> Work instructions: Please return all lines from the records below that include the string "programming".

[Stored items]
____

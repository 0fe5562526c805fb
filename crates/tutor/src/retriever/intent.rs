//! Recognising "give me another problem" inside a chat message.
//!
//! Matching is narrow: "explain this array problem" stays a normal chat turn.

const REQUEST_PHRASES: &[&str] = &[
    "new problem",
    "different problem",
    "another problem",
    "next problem",
    "random problem",
    "give me a problem",
    "give me an array problem",
    "give me a string problem",
    "give me a tree problem",
    "give me a linked list problem",
    "give me a graph problem",
    "give me a dynamic programming problem",
    "give me a dp problem",
    "give me a sorting problem",
    "give me a binary search problem",
    "give me a hash problem",
    "give me a stack problem",
    "give me a queue problem",
];

const ASKING_PHRASES: &[&str] = &[
    "can i get",
    "can you give me",
    "i want a",
    "i need a",
    "show me a",
    "find me a",
];

/// Topic labels in priority order: first match wins.
const TOPICS: &[(&[&str], &str)] = &[
    (&["array"], "arrays"),
    (&["string"], "strings"),
    (&["tree"], "trees"),
    (&["linked list"], "linked lists"),
    (&["graph"], "graphs"),
    (&["dynamic programming", " dp "], "dynamic programming"),
    (&["sort"], "sorting"),
    (&["binary search"], "binary search"),
    (&["two pointer"], "two pointers"),
    (&["sliding window"], "sliding window"),
    (&["hash"], "hash tables"),
    (&["stack"], "stacks"),
    (&["queue"], "queues"),
];

/// If `message` asks for a problem, the retrieval request it implies.
///
/// Returns `Some("")` for a random problem, `Some(topic)` for a topical one,
/// and `None` for ordinary chat.
pub fn detect_problem_request(message: &str) -> Option<String> {
    let lower = format!(" {} ", message.to_lowercase());

    let is_request = REQUEST_PHRASES.iter().any(|p| lower.contains(p))
        || (ASKING_PHRASES.iter().any(|p| lower.contains(p))
            && (lower.contains("problem") || lower.contains("question")));

    if !is_request {
        return None;
    }

    if lower.contains("random") || lower.contains("give me a problem") {
        return Some(String::new());
    }

    let topic = TOPICS
        .iter()
        .find(|(needles, _)| needles.iter().any(|n| lower.contains(n)))
        .map(|(_, label)| (*label).to_string())
        .unwrap_or_default();

    Some(topic)
}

____

> Exercise output:
    "give me a dynamic programming problem",
    (&["dynamic programming", " dp "], "dynamic programming"),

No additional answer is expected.